Strive CEO called the collapse of STRC and SATA "the hardest day" for Digital Credit.

Strategy 2025

The past trading day proved to be a real test for the preferred stock market. Matt Cole, CEO of Strive, described it as "the toughest in Digital Credit history." During a sharp move, Strategy preferred shares (ticker STRC) plunged to $82.50, while Strive shares (SATA) fell from par to the lower end of the $90 range. However, both instruments staged a rapid recovery, ending the day with a partial offset of losses.

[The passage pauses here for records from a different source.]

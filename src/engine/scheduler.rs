//! Scheduler - score playback by elapsed time
//!
//! Converts the note lists of a [`Score`] into triggers as the playback clock
//! passes each note's start time. It knows nothing about synths: whoever
//! drives it decides whether triggers go straight to an [`Engine`] or through
//! the cross-thread queue.
//!
//! [`Engine`]: crate::engine::Engine

use crate::{error::SynthError, io::Score, synth::Trigger};

/// Playback state for a single track
struct TrackPlayback {
    /// (start time, trigger), sorted by start
    events: Vec<(u64, Trigger)>,
    /// Index of the next event to fire
    event_index: usize,
}

pub struct Scheduler {
    tracks: Vec<TrackPlayback>,
}

impl Scheduler {
    pub fn new(score: &Score) -> Self {
        let tracks = score
            .tracks
            .iter()
            .map(|track| TrackPlayback {
                events: track
                    .notes
                    .iter()
                    .map(|note| (note.start_micros, track.trigger_for(note)))
                    .collect(),
                event_index: 0,
            })
            .collect();

        Self { tracks }
    }

    /// Fire every event starting at or before `elapsed_micros`.
    ///
    /// Returns how many events fired. On error the failing event is already
    /// consumed, so the next call resumes after it.
    pub fn dispatch<F>(&mut self, elapsed_micros: u64, mut fire: F) -> Result<usize, SynthError>
    where
        F: FnMut(usize, Trigger) -> Result<(), SynthError>,
    {
        let mut fired = 0;
        for (track_idx, state) in self.tracks.iter_mut().enumerate() {
            while let Some(&(start, trigger)) = state.events.get(state.event_index) {
                if start > elapsed_micros {
                    break;
                }
                state.event_index += 1;
                fire(track_idx, trigger)?;
                fired += 1;
            }
        }
        Ok(fired)
    }

    /// True once every event of every track has fired.
    pub fn is_finished(&self) -> bool {
        self.tracks
            .iter()
            .all(|t| t.event_index >= t.events.len())
    }

    /// Rewind playback to the beginning
    pub fn reset(&mut self) {
        for track in &mut self.tracks {
            track.event_index = 0;
        }
    }
}

#[cfg(test)]
mod tests {
    use super::*;
    use crate::io::{ScoreNote, ScoreTrack, PERCUSSION_CHANNEL};

    fn score() -> Score {
        let hit = |start_micros| ScoreNote {
            start_micros,
            key: 36,
            duration_micros: None,
        };
        Score {
            tracks: vec![
                ScoreTrack::new(PERCUSSION_CHANNEL, 0, vec![hit(0), hit(1_000), hit(2_000)]),
                ScoreTrack::new(PERCUSSION_CHANNEL, 0, vec![hit(1_500)]),
            ],
        }
    }

    #[test]
    fn fires_events_as_time_passes() {
        let mut scheduler = Scheduler::new(&score());
        let mut seen = Vec::new();
        let mut record = |track: usize, _: Trigger| -> Result<(), SynthError> {
            seen.push(track);
            Ok(())
        };

        assert_eq!(scheduler.dispatch(0, &mut record).unwrap(), 1);
        assert_eq!(scheduler.dispatch(0, &mut record).unwrap(), 0);
        assert_eq!(scheduler.dispatch(1_600, &mut record).unwrap(), 2);
        assert!(!scheduler.is_finished());
        assert_eq!(scheduler.dispatch(10_000, &mut record).unwrap(), 1);
        assert!(scheduler.is_finished());
        assert_eq!(seen, vec![0, 0, 1, 0]);
    }

    #[test]
    fn errors_consume_the_failing_event() {
        let mut scheduler = Scheduler::new(&score());
        let result = scheduler.dispatch(0, |_, _| Err(SynthError::UnknownTrack(0)));
        assert_eq!(result, Err(SynthError::UnknownTrack(0)));
        assert_eq!(scheduler.dispatch(0, |_, _| Ok(())).unwrap(), 0);
    }

    #[test]
    fn reset_rewinds() {
        let mut scheduler = Scheduler::new(&score());
        scheduler.dispatch(u64::MAX, |_, _| Ok(())).unwrap();
        assert!(scheduler.is_finished());
        scheduler.reset();
        assert_eq!(scheduler.dispatch(u64::MAX, |_, _| Ok(())).unwrap(), 4);
    }
}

Nature of the Collapse: Liquidations, Not an Issuer Crisis

In my professional analysis, the key factor behind such a sharp decline was a massive forced liquidation of margin positions. Cole directly indicated that the cause was leveraged trade liquidations, not a deterioration in issuer credit quality. This is an important distinction: the market reacted to technical imbalances, not fundamental problems. Strive's dividend reserves remained untouched; the company is not under financial pressure and fully retains its ability to meet its obligations to holders.

Expert Analysis: What This Means for the Market

Such events are a classic example of cascade liquidations in low-liquidity markets. In the moment, panic creates a false impression of a crisis, but the rapid recovery confirms that this was a technical glitch, not systemic issues. For investors, this is a signal: Strategy and Strive preferred shares remain viable instruments but require careful risk management, especially when using leverage. Personally, I recommend viewing such drawdowns as entry opportunities if the issuers' fundamentals have not changed.